EXERCISE AIM: Copy each line containing "sent" from the listing below.

▽

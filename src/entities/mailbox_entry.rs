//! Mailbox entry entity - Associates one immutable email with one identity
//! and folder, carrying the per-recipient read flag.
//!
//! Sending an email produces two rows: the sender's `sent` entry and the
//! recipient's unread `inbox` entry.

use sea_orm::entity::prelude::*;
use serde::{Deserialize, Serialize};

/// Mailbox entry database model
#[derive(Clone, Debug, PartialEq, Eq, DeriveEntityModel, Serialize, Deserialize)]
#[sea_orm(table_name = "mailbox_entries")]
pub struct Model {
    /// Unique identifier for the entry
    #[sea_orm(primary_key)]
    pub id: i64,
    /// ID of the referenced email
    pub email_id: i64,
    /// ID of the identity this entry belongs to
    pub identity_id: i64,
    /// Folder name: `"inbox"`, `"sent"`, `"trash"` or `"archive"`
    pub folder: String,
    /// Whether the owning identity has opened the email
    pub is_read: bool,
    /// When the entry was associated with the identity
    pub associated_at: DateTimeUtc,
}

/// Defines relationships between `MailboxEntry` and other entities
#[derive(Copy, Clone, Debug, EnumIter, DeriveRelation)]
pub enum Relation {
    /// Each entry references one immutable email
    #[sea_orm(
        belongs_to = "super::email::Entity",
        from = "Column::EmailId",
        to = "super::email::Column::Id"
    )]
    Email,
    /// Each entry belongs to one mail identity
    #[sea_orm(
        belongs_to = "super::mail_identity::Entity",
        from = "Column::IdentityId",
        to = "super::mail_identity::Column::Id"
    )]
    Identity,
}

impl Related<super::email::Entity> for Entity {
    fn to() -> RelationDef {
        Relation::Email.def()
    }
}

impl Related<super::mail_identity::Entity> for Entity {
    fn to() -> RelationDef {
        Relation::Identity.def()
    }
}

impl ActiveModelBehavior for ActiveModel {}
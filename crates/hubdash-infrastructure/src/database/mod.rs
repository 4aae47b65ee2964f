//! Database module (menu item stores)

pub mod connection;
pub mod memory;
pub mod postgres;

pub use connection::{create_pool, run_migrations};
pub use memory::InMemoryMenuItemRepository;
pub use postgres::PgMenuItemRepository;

△

YOUR SOLUTION:
//! Sending an email produces two rows: the sender's `sent` entry and the
    /// Folder name: `"inbox"`, `"sent"`, `"trash"` or `"archive"`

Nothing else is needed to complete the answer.